The view from the back of Bus No. 86 between Irvine and Santa Ana is nothing special, but it’s probably more interesting than what you would see from behind the wheel of a private car.

In Orange County, as far as I can tell, that means riding a bus. The mass-transit directions given by Apple Maps and Google Maps apps, perhaps, would help me find my way.

As impressive as those smartphone apps are, however, neither one was quick-witted enough to tell me that the quickest suggested route – a walk to a bus to a second bus to a third bus and then more walking, for a total of 1 hour and 20 minutes – was not viable that evening. The second bus either had arrived too early (which seems unlikely) or was incredibly late (I waited for 30 minutes at the stop and saw no sign of it and gave up). It was after 6 p.m. and I was still 10 miles from the hotel.

This time, the maps apps came through by pointing me toward Bus 86, operated (as were the earlier suggested buses) by the Orange County Transportation Authority. I walked 15 minutes to its stop at Irvine Center Drive and Alton Parkway, waited another half-hour and boarded. Forty-five minutes later – it would have been 40 minutes had the bus driver not veered off the route and been forced to make a U-turn on a side street, which was a unique and weird moment in my long history of riding public buses – I disembarked near the corner of Main Street and Sunflower Avenue.

From there, it was a mere 13-minute walk to the hotel. I keyed into my room at 7:35 p.m. Total cost: $4.

I repeated the walk-Bus 86-walk route three more times between the two sites. Each trip entailed about 50 minutes of walking, and the commute was about an hour and a half one-way.
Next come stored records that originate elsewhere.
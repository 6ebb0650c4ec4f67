use log::{debug, trace};

use super::Element;
use crate::element::common;
use crate::error::{ElementError, ElementResult};
use crate::geometry::{Point, Rect};
use crate::id_generator::{ElementId, generate_id};
use crate::render::RenderSurface;
use crate::text_metrics::TextMeasurer;

/// A single line of editable text.
///
/// `position` is the start of the baseline, matching how text is drawn. The
/// hit-test box therefore extends `ascent` above it.
#[derive(Debug)]
pub struct TextElement {
    id: ElementId,
    position: Point,
    content: String,
    size: f64,
}

impl TextElement {
    pub fn new(position: Point, content: impl Into<String>, size: f64) -> ElementResult<Self> {
        if !(size.is_finite() && size > 0.0) {
            return Err(ElementError::InvalidTextSize(size));
        }
        Ok(Self {
            id: generate_id(),
            position,
            content: content.into(),
            size,
        })
    }

    pub fn position(&self) -> Point {
        self.position
    }

    pub fn content(&self) -> &str {
        &self.content
    }

    pub fn set_content(&mut self, content: impl Into<String>) {
        self.content = content.into();
        debug!("Text {} content set to '{}'", self.id, self.content);
    }

    pub fn size(&self) -> f64 {
        self.size
    }

    /// Size after scaling by `factor`, or an error if it would leave the positive finite range
    pub(crate) fn scaled_size(&self, factor: f64) -> ElementResult<f64> {
        common::validate_factor(factor)?;
        let scaled = self.size * factor;
        if scaled.is_finite() && scaled > 0.0 {
            Ok(scaled)
        } else {
            Err(ElementError::InvalidTextSize(scaled))
        }
    }
}

impl Element for TextElement {
    fn id(&self) -> ElementId {
        self.id
    }

    fn element_type(&self) -> &'static str {
        "text"
    }

    fn move_by(&mut self, dx: i32, dy: i32) {
        self.position = self.position.translated(dx, dy);
        debug!("Moved text {} to {} ('{}')", self.id, self.position, self.content);
    }

    fn resize(&mut self, factor: f64) -> ElementResult {
        self.size = self.scaled_size(factor)?;
        debug!("Resized text {} by {} to size {}", self.id, factor, self.size);
        Ok(())
    }

    fn draw(&self, surface: &mut dyn RenderSurface) {
        trace!("Drawing text {} at {}", self.id, self.position);
        surface.draw_text(self.position, &self.content, self.size);
    }

    fn contains(&self, point: Point, measurer: &dyn TextMeasurer) -> bool {
        let hit = self
            .bounds(measurer)
            .is_some_and(|bounds| bounds.contains(point));
        trace!("Point {} {} text {}", point, if hit { "inside" } else { "outside" }, self.id);
        hit
    }

    fn bounds(&self, measurer: &dyn TextMeasurer) -> Option<Rect> {
        let metrics = measurer.measure(&self.content, self.size);
        Some(Rect::new(
            self.position.x,
            self.position.y.saturating_sub(metrics.ascent),
            metrics.width,
            metrics.height,
        ))
    }

    fn as_editable_text(&self) -> Option<&TextElement> {
        Some(self)
    }

    fn as_editable_text_mut(&mut self) -> Option<&mut TextElement> {
        Some(self)
    }
}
Not horrible, but not for the hurried nor for the faint of foot.

A few weeks later, I had to get from Caltrans headquarters in downtown Sacramento to the construction field office in Hayward. Again, car travel (three hours and 30 minutes round trip) did not interest me. So I walked (12 minutes) to Sacramento Regional Transit District Bus 30; rode it (17 minutes) to the train station; walked (10 minutes) to the train platform; boarded (five minutes before departure) Amtrak’s Capitol Corridor; rode (86 minutes) to Richmond; walked to the BART station entrance, bought a ticket and waited (10 minutes all together) to board the Warm Springs/South Fremont line and ride (49 minutes) to the Hayward BART station; then walked (35 minutes) to the field office. I conducted an interview, then repeated the commute in reverse.

For those of you keeping score, that’s a round-trip commute of seven hours and 18 minutes. Total cost: $68. And I was able to get work done on Amtrak and the train.

Although at this rate I’ll soon need to invest in another pair of shoes.